Saturday, April 27, 2019

Franz Schubert: Piano Trios D.929 and D.897

The tragically short-lived composer Franz Schubert left behind a remarkable body of work in so compressed a span, including eight symphonies and the amazing unfinished ninth, lieder or songs of significant number and import, and a great many works for small ensembles.

This Naxos release from the late 1980s is a masterful recording by the Stuttgart Piano Trio, comprised of violinist Rainer Kusmaul, cellist Claus Kannglesser, and pianist Monika Leonhard, of two of the master's piano trios, the E-flat and the Nocturne.

The former is a stunning evocation of the form, spanning over 45 minutes through four movements.  It displays beautiful melodicism, exquisite harmonies, powerful dynamics and superb playing.  Composed in late 1827 for a friend's engagement and performed early the next year and then publicly in March, the trio is one of the few works the composer heard played during his brief life.



One observer notes that second movement of this piece was used in Stanley Kubrick's Barry Lyndon and that the auteur noted that the trio "has just the right restrained balance between the tragic and the romantic.  This could be said probably of much of Schubert's music as he bridged the eras of, say, Beethoven and Liszt.
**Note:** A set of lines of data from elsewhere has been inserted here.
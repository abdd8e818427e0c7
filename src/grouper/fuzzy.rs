//! Fuzzy clustering over blocked, normalized name/address/value fields.
//!
//! Records are normalized once, bucketed by a coarse block key, and compared pairwise only
//! inside a bucket. Clusters form either around a seed (star) or as the transitive closure
//! of the pairwise predicate (connected components).

use super::{identities, identity_at, GroupingContext, Grouper};
use crate::dsu::DisjointSet;
use crate::error::EngineError;
use crate::index::{leading_tokens, BlockKey, BlockingIndex};
use crate::model::{canonical_number, ColumnRef, IdentityKey, RecordId, Table};
use crate::normalize::{normalize_address, normalize_name};
use crate::rules::{ClusteringStrategy, Comparable, FuzzySpec};
use rustc_hash::FxHashSet;
use tracing::debug;

pub struct FuzzyClusterGrouper<'a> {
    spec: &'a FuzzySpec,
}

/// A record reduced to the fields the predicate reads.
#[derive(Debug, Clone)]
struct Entry {
    id: RecordId,
    identity: IdentityKey,
    name: Option<String>,
    address: String,
    value: Option<f64>,
}

impl Entry {
    fn comparable(&self) -> Comparable<'_> {
        Comparable {
            name: self.name.as_deref(),
            address: &self.address,
            value: self.value,
        }
    }
}

struct Columns {
    identity: ColumnRef,
    name: Option<ColumnRef>,
    address: ColumnRef,
    value: Option<ColumnRef>,
}

#[derive(Default)]
struct Exclusions {
    identity: usize,
    raw: usize,
    normalized: usize,
}

impl<'a> FuzzyClusterGrouper<'a> {
    pub fn new(spec: &'a FuzzySpec) -> Self {
        Self { spec }
    }

    fn resolve(&self, table: &Table, ctx: &GroupingContext<'_>) -> Result<Columns, EngineError> {
        let identity = ctx.column(table, &ctx.rule().identity_column)?;
        let name = match &self.spec.name_column {
            Some(name) => Some(ctx.column(table, name)?),
            None => None,
        };
        let address = ctx.column(table, &self.spec.address_column)?;
        let value = match &self.spec.value_column {
            Some(value) => Some(ctx.column(table, value)?),
            None => None,
        };
        Ok(Columns {
            identity,
            name,
            address,
            value,
        })
    }

    /// Normalize every eligible record.
    fn entries(&self, table: &Table, columns: &Columns) -> (Vec<Entry>, Exclusions) {
        let ids = identities(table, columns.identity);
        let mut entries = Vec::with_capacity(table.len());
        let mut excluded = Exclusions::default();
        for id in table.record_ids() {
            let Some(identity) = identity_at(&ids, id) else {
                excluded.identity += 1;
                continue;
            };
            let raw_name = columns.name.map(|c| table.value(id, c).as_text());
            let raw_address = table.value(id, columns.address).as_text();
            let value = columns.value.map(|c| table.value(id, c).as_number());
            if matches!(raw_name, Some(None)) || raw_address.is_none() || matches!(value, Some(None)) {
                excluded.raw += 1;
                continue;
            }
            let name = match raw_name {
                Some(raw) => match normalize_name(raw.as_deref()) {
                    Some(name) => Some(name),
                    None => {
                        excluded.normalized += 1;
                        continue;
                    }
                },
                None => None,
            };
            let Some(address) = normalize_address(raw_address.as_deref()) else {
                excluded.normalized += 1;
                continue;
            };
            entries.push(Entry {
                id,
                identity: identity.clone(),
                name,
                address,
                value: value.flatten(),
            });
        }
        (entries, excluded)
    }

    fn block_key(&self, entry: &Entry) -> BlockKey {
        let blocking = &self.spec.blocking;
        let mut parts = Vec::with_capacity(3);
        if let Some(name) = &entry.name {
            if blocking.name_words > 0 {
                parts.push(leading_tokens(name, blocking.name_words));
            }
        }
        parts.push(leading_tokens(&entry.address, blocking.address_words));
        if blocking.include_value {
            if let Some(value) = entry.value {
                parts.push(canonical_number(value));
            }
        }
        BlockKey(parts)
    }

    /// Seeds in bucket order; every unclaimed record matching the seed joins its cluster.
    fn star(
        &self,
        entries: &[Entry],
        members: &[usize],
        claimed: &mut FxHashSet<RecordId>,
        ctx: &mut GroupingContext<'_>,
    ) {
        let predicate = &self.spec.predicate;
        for &seed_at in members {
            let seed = &entries[seed_at];
            if claimed.contains(&seed.id) {
                continue;
            }
            let mut cluster = ctx.new_cluster();
            cluster.absorb(seed.id, &seed.identity);
            for &other_at in members {
                let other = &entries[other_at];
                if other_at == seed_at || claimed.contains(&other.id) {
                    continue;
                }
                if predicate.matches(&seed.comparable(), &other.comparable()) {
                    cluster.absorb(other.id, &other.identity);
                }
            }
            if cluster.meets(ctx.threshold()) {
                claimed.extend(cluster.records.iter().copied());
                debug!(rule = %ctx.rule().name, seed = %seed.id, distinct = cluster.distinct_count(), "star cluster flagged");
                ctx.offer(cluster);
            }
        }
    }

    /// Transitive closure of the predicate inside one bucket.
    fn components(&self, entries: &[Entry], members: &[usize], ctx: &mut GroupingContext<'_>) {
        let predicate = &self.spec.predicate;
        let mut dsu = DisjointSet::new(members.len());
        for (i, &a) in members.iter().enumerate() {
            for (j, &b) in members.iter().enumerate().skip(i + 1) {
                if predicate.matches(&entries[a].comparable(), &entries[b].comparable()) {
                    dsu.union(i, j);
                }
            }
        }
        for group in dsu.groups() {
            if group.len() < ctx.threshold() {
                continue;
            }
            let mut cluster = ctx.new_cluster();
            for position in group {
                let entry = &entries[members[position]];
                cluster.absorb(entry.id, &entry.identity);
            }
            let distinct = cluster.distinct_count();
            if ctx.offer(cluster) {
                debug!(rule = %ctx.rule().name, distinct, "component flagged");
            }
        }
    }
}

impl Grouper for FuzzyClusterGrouper<'_> {
    fn group(&self, table: &Table, ctx: &mut GroupingContext<'_>) -> Result<(), EngineError> {
        let columns = self.resolve(table, ctx)?;
        let (entries, excluded) = self.entries(table, &columns);
        ctx.exclude(excluded.identity, "missing buyer identifier");
        ctx.exclude(excluded.raw, "missing name, address or order value");
        ctx.exclude(excluded.normalized, "name or address empty after normalization");

        let mut index: BlockingIndex<usize> = BlockingIndex::new();
        for (position, entry) in entries.iter().enumerate() {
            index.insert(self.block_key(entry), position);
        }
        let total = index.len();
        ctx.set_units(total);
        ctx.log(format!(
            "built {total} blocks over {} records ({} clustering)",
            index.record_count(),
            self.spec.strategy
        ));

        let mut claimed: FxHashSet<RecordId> = FxHashSet::default();
        for (done, bucket) in index.buckets().iter().enumerate() {
            ctx.check_cancelled()?;
            if bucket.members.len() >= ctx.threshold() {
                match self.spec.strategy {
                    ClusteringStrategy::Star => {
                        self.star(&entries, &bucket.members, &mut claimed, ctx)
                    }
                    ClusteringStrategy::ConnectedComponents => {
                        self.components(&entries, &bucket.members, ctx)
                    }
                }
            }
            ctx.step(done + 1, total);
        }
        Ok(())
    }
}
The Nocturne was evidently a discarded draft of the andante second movement that Kubrick used and, even as an outtake of sorts, it is still a gorgeous piece of music.  There is much dramatic interplay, quiet passages of deep emotion, virtuosic flutterings of notes on the piano that are noteworthy, and an overall synchronicity of the three instruments that make this single movement a fascinating complement to the massive and memorable E Flat Major trio.